Work request. Please filter the listing for the string "lines" and copy each matching line.

Source data.
use std::net::IpAddr;
use std::time::Duration;

use async_trait::async_trait;
use tokio::time::timeout;
use tracing::debug;
use trust_dns_resolver::config::{ResolverConfig, ResolverOpts};
use trust_dns_resolver::TokioAsyncResolver;
use url::Url;

use crate::probe::{ExistenceProber, NO_ADDRESS};

/// ASCII (punycode) form of a possibly internationalised host name.
pub(crate) fn ascii_host(name: &str) -> Option<String> {
    Url::parse(&format!("http://{}/", name))
        .ok()
        .and_then(|url| url.host_str().map(str::to_string))
}

/// Existence prober backed by the system-independent async resolver.
pub struct DnsProber {
    resolver: TokioAsyncResolver,
    timeout: Duration,
}

impl DnsProber {
    pub fn new(query_timeout: Duration) -> Self {
        let mut opts = ResolverOpts::default();
        opts.timeout = query_timeout;
        opts.attempts = 1;
        Self {
            resolver: TokioAsyncResolver::tokio(ResolverConfig::default(), opts),
            timeout: query_timeout,
        }
    }

    async fn addresses(&self, name: &str) -> Vec<IpAddr> {
        let Some(host) = ascii_host(name) else {
            debug!(name, "not representable as a DNS name");
            return Vec::new();
        };

        match timeout(self.timeout, self.resolver.lookup_ip(host.as_str())).await {
            Ok(Ok(lookup)) => lookup.iter().collect(),
            Ok(Err(err)) => {
                debug!(name, error = %err, "no DNS records");
                Vec::new()
            }
            Err(_) => {
                debug!(name, "DNS lookup timed out");
                Vec::new()
            }
        }
    }
}

#[async_trait]
impl ExistenceProber for DnsProber {
    async fn exists(&self, name: &str) -> bool {
        !self.addresses(name).await.is_empty()
    }

    async fn resolve(&self, name: &str) -> String {
        self.addresses(name)
            .await
            .first()
            .map(IpAddr::to_string)
            .unwrap_or_else(|| NO_ADDRESS.to_string())
    }
}
//! Auxiliary list files feeding the mutation strategies.
//!
//! Every file holds one entry per line; blank lines and lines starting with `//`
//! are skipped. A list that cannot be read degrades to an empty collection.

use std::collections::BTreeMap;
use std::fs;
use std::path::{Path, PathBuf};

use tracing::{debug, warn};

use crate::config::ListPaths;

/// Character -> ordered replacement strings.
pub type CharMap = BTreeMap<char, Vec<String>>;

/// Outcome of loading one list file.
#[derive(Debug, Clone, PartialEq)]
pub enum ListLoad<T> {
    Loaded(T),
    /// The file could not be read; callers continue with an empty list.
    Empty { path: PathBuf, reason: String },
}

impl<T: Default> ListLoad<T> {
    pub fn is_loaded(&self) -> bool {
        matches!(self, ListLoad::Loaded(_))
    }

    /// Unwraps to the loaded value, or the empty collection after logging why.
    pub fn into_inner(self) -> T {
        match self {
            ListLoad::Loaded(value) => value,
            ListLoad::Empty { path, reason } => {
                warn!(path = %path.display(), %reason, "auxiliary list unavailable, using empty list");
                T::default()
            }
        }
    }
}

/// Every auxiliary list a scan needs, loaded once up front.
#[derive(Debug, Clone, Default, PartialEq)]
pub struct AuxLists {
    pub keyboard: CharMap,
    pub similar_chars: CharMap,
    pub tlds: Vec<String>,
    pub subdomains: Vec<String>,
    pub affixes: Vec<String>,
}

impl AuxLists {
    pub fn load(paths: &ListPaths) -> Self {
        let lists = Self {
            keyboard: load_keyboard_proximity(&paths.keyboard).into_inner(),
            similar_chars: load_similar_chars(&paths.similar_chars).into_inner(),
            tlds: load_tlds(&paths.tlds).into_inner(),
            subdomains: load_tokens(&paths.subdomains).into_inner(),
            affixes: load_tokens(&paths.affixes).into_inner(),
        };
        debug!(
            keyboard = lists.keyboard.len(),
            similar_chars = lists.similar_chars.len(),
            tlds = lists.tlds.len(),
            subdomains = lists.subdomains.len(),
            affixes = lists.affixes.len(),
            "auxiliary lists loaded"
        );
        lists
    }
}

fn read_entries(path: &Path) -> ListLoad<Vec<String>> {
    match fs::read_to_string(path) {
        Ok(content) => ListLoad::Loaded(
            content
                .lines()
                .map(str::trim)
                .filter(|line| !line.is_empty() && !line.starts_with("//"))
                .map(str::to_string)
                .collect(),
        ),
        Err(err) => ListLoad::Empty {
            path: path.to_path_buf(),
            reason: err.to_string(),
        },
    }
}

fn map_entries<T>(path: &Path, f: impl FnOnce(Vec<String>) -> T) -> ListLoad<T> {
    match read_entries(path) {
        ListLoad::Loaded(entries) => ListLoad::Loaded(f(entries)),
        ListLoad::Empty { path, reason } => ListLoad::Empty { path, reason },
    }
}

/// Plain token list, deduplicated in first-seen order.
pub fn load_tokens(path: &Path) -> ListLoad<Vec<String>> {
    map_entries(path, |entries| {
        let mut tokens: Vec<String> = Vec::with_capacity(entries.len());
        for entry in entries {
            if !tokens.contains(&entry) {
                tokens.push(entry);
            }
        }
        tokens
    })
}

/// TLD list; a leading dot on an entry is tolerated.
pub fn load_tlds(path: &Path) -> ListLoad<Vec<String>> {
    map_entries(path, |entries| {
        let mut tlds: Vec<String> = Vec::with_capacity(entries.len());
        for entry in entries {
            let tld = entry.trim_start_matches('.').to_lowercase();
            if !tld.is_empty() && !tlds.contains(&tld) {
                tlds.push(tld);
            }
        }
        tlds
    })
}

/// `key:value1,value2,...` lines.
pub fn load_keyboard_proximity(path: &Path) -> ListLoad<CharMap> {
    map_entries(path, |entries| {
        let mut map = CharMap::new();
        for line in entries {
            let Some((key, values)) = line.split_once(':') else {
                debug!(%line, "skipping malformed keyboard proximity line");
                continue;
            };
            let Some(key) = single_char(key) else {
                debug!(%line, "skipping keyboard proximity line with multi-character key");
                continue;
            };
            let adjacent = map.entry(key).or_default();
            adjacent.extend(
                values
                    .split(',')
                    .map(str::trim)
                    .filter(|v| !v.is_empty())
                    .map(str::to_string),
            );
        }
        map
    })
}

/// `key,value` lines; repeated keys accumulate replacements.
pub fn load_similar_chars(path: &Path) -> ListLoad<CharMap> {
    map_entries(path, |entries| {
        let mut map = CharMap::new();
        for line in entries {
            let Some((key, value)) = line.split_once(',') else {
                debug!(%line, "skipping malformed similar character line");
                continue;
            };
            let Some(key) = single_char(key) else {
                debug!(%line, "skipping similar character line with multi-character key");
                continue;
            };
            let value = value.trim();
            if !value.is_empty() {
                map.entry(key).or_default().push(value.to_string());
            }
        }
        map
    })
}

fn single_char(s: &str) -> Option<char> {
    let mut chars = s.trim().chars();
    match (chars.next(), chars.next()) {
        (Some(c), None) => Some(c),
        _ => None,
    }
}
//! Candidate aggregation: run the mutation strategies, union, validate.

use std::collections::BTreeSet;

use tracing::{debug, info};
use url::Url;

use crate::error::{Error, Result};
use crate::lists::AuxLists;
use crate::mutations::Strategy;
use crate::validate::is_valid_domain;

/// Canonical form of a user-supplied domain: host of a URL if one was given,
/// lower-cased, without the trailing root dot.
pub fn normalize_domain(input: &str) -> Result<String> {
    let trimmed = input.trim();
    let host = if trimmed.contains("://") {
        Url::parse(trimmed)
            .ok()
            .and_then(|url| url.host_str().map(str::to_string))
            .ok_or_else(|| Error::InvalidDomainFormat(input.to_string()))?
    } else {
        trimmed.to_string()
    };

    let domain = host.strip_suffix('.').unwrap_or(&host).to_lowercase();
    split_domain(&domain)?;
    Ok(domain)
}

/// Splits on the last dot into `(main, suffix)`.
pub fn split_domain(domain: &str) -> Result<(&str, &str)> {
    match domain.rsplit_once('.') {
        Some((main, suffix))
            if !suffix.is_empty() && !main.is_empty() && !main.split('.').any(str::is_empty) =>
        {
            Ok((main, suffix))
        }
        _ => Err(Error::InvalidDomainFormat(domain.to_string())),
    }
}

/// All candidates for `domain`, every strategy enabled.
pub fn generate_candidates(domain: &str, lists: &AuxLists) -> Result<Vec<String>> {
    generate_candidates_with(domain, lists, &Strategy::ALL)
}

/// Candidates from the selected strategies, deduplicated, validated and sorted.
/// The base domain itself is never a candidate.
pub fn generate_candidates_with(
    domain: &str,
    lists: &AuxLists,
    strategies: &[Strategy],
) -> Result<Vec<String>> {
    let (main, suffix) = split_domain(domain)?;

    let mut variations = BTreeSet::new();
    for strategy in strategies {
        let generated = strategy.generate(main, suffix, lists);
        debug!(strategy = strategy.name(), count = generated.len(), "strategy finished");
        variations.extend(generated);
    }
    let total = variations.len();

    let candidates: Vec<String> = variations
        .into_iter()
        .filter(|candidate| candidate != domain && is_valid_domain(candidate))
        .collect();

    info!(
        domain,
        generated = total,
        valid = candidates.len(),
        "candidate generation finished"
    );
    Ok(candidates)
}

Output of the task.
//! Every file holds one entry per line; blank lines and lines starting with `//`
                .lines()
/// `key:value1,value2,...` lines.
/// `key,value` lines; repeated keys accumulate replacements.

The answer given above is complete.